Former Hutcheson patients say debt collectors are now seeking bills for procedures done years ago

The exterior of Hutcheson Medical Center on Nov. 24, 2015. (photo by Maura Friedman)
The exterior of Hutcheson Medical Center on Nov. 24, 2015. (photo by Maura Friedman)

Danny Johnson received a bill for $1,000 from a zombie, and he doesn't want to pay.

The letterhead on the bill reads "Hutcheson Medical Center," the bankrupt Fort Oglethorpe hospital that died last month in a sale to a company from Atlanta. But while Hutcheson is no more after 53 years, people are still trying to collect outstanding debts for the hospital.

Johnson said his debt isn't real, though. Among the stress of bankruptcy and lawsuits and counter lawsuits and a temporary closing, Johnson thinks, somebody at the hospital must have made a mistake.

Last year, he said, he paid Hutcheson $11,000 for a hernia surgery. He also owed $1,116 for work performed by an anesthesiologist, which he was paying in six installments of $186. He said he has paid five of those installments.

But on May 26, a letter arrived at his house from Hutcheson, asking for $914. He doesn't understand how the hospital came up with this bill. He doesn't plan to cut a check.

"I owe Hutcheson NOTHING!" he wrote in a message to the Times Free Press this week. "I paid them cash for everything while I didn't have insurance. Had to for them to do the surgery. This bill from them is a fraud."

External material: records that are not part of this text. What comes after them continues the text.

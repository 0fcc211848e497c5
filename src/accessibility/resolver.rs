use std::sync::Arc;

use super::{AccessibilityApi, ProcessHandle};
use crate::log_trace;

const ENABLE_LOGS: bool = true;

/// Answers "who has keyboard focus right now". Each lookup can independently
/// come back empty, which is the usual state just after an application switch.
pub struct FocusResolver<A: AccessibilityApi> {
    api: Arc<A>,
}

impl<A: AccessibilityApi> Clone for FocusResolver<A> {
    fn clone(&self) -> Self {
        Self {
            api: Arc::clone(&self.api),
        }
    }
}

impl<A: AccessibilityApi> FocusResolver<A> {
    pub fn new(api: Arc<A>) -> Self {
        Self { api }
    }

    pub fn current_frontmost_process(&self) -> Option<ProcessHandle> {
        let process = self.api.frontmost_process();
        if process.is_none() {
            log_trace!("no frontmost application reported");
        }
        process
    }

    pub fn focused_element(&self, process: &ProcessHandle) -> Option<A::Element> {
        let element = self.api.focused_element(process);
        if element.is_none() {
            log_trace!("{} exposes no focused element", process);
        }
        element
    }

    pub fn containing_window(&self, element: &A::Element) -> Option<A::Element> {
        self.api.containing_window(element)
    }
}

Johnson is not the only confused former patient. In the past month, as Hutcheson has been sold and renamed Cornerstone Medical Center, others in the community say they have received calls and letters from Hutcheson and a debt collection company, asking for money. Some of these patients don't understand why they are being billed.

Including Johnson, the Times Free Press spoke this week to seven former Hutcheson patients who said they have been unfairly accused of failing to pay debts. Some said Hutcheson never billed them for operations. One patient said he received a bill for an operation he already had paid for. Another patient said the debt collectors asked her to pay for medication she never received.

A spokesman for the debt collector, Nationwide Recovery Services, declined to comment Friday. Hutcheson CEO Farrell Hayes and court-appointed trustee Ron Glass, meanwhile, did not return calls seeking comment.

But Cecilia McDonald Westbrook, a former Hutcheson patient, said some of these outstanding bills that arose since Hutcheson folded might be the result of miscommunication. Hospitals often hire debt collectors to try to recover money from patients who have not paid for services - often services dating back multiple years.

But important information can get lost in translation with a hospital like Hutcheson, which filed for bankruptcy in November 2014, laid off dozens of employees in waves, closed in December 2015 and then reopened weeks later under a management deal with ApolloMD, the Atlanta-based physicians' group that ultimately bought the hospital.

In Westbrook's case, she said she received a call from a Nationwide Recovery representative in early May. The woman on the other end of the line told Westbrook she owed $900. Westbrook said she didn't and hung up, thinking the caller was running some sort of scam.

She said she later called Hutcheson and learned that Medicare had rejected a bill in her name for estrogen cream. Westbrook said she never received that medication, asking if the bill was actually for the pain pills she needed after undergoing minor surgery.

Four days later, Westbrook said she called Hutcheson back to ask about the status of the $900 payment that loomed over her. The employee told her that Hutcheson's internal computer files now showed that her account had been locked. Westbrook then called Nationwide Recovery, where a representative told her that the billing issue had been resolved: There had been some "miscommunication."

"As far as I'm concerned," Westbrook told the Times Free Press, "I'm done. I don't have any further dispute."

She said she's heard from other former Hutcheson patients, also facing bills they don't think are legitimate: "There's a lot of people out there that I think are ready to fight."

Despite the threat of a $900 payment, Westbrook said her experience with Nationwide Recovery was positive, as the situation seems to have been resolved without a problem. Deedi Holder, the wife of another former patient, also said the debt collectors listened to her when she explained that the billing didn't make any sense.

In early May, Holder said, Nationwide Recovery representatives told her that her husband owed six payments for more than $2,000 for a colonoscopy he received at Hutcheson. Of those six, Holder said she thinks only about three of them are legitimate. And of those three, she said she only received one bill for $66. Her insurance company covered the cost.

She believes three requested payments totaling about $1,500 are not legitimate. She doesn't plan to pay them until she receives a bill explaining precisely what that money is going toward. She said a Nationwide Recovery representative has since told her not to worry about those payments.

She thinks Hutcheson's former administrators dropped the ball, failing to bill her husband when he visited them.

"We knew we owed some money," she said. "But we thought eventually we'd get a bill from somebody. The first thing we hear, it's in collections."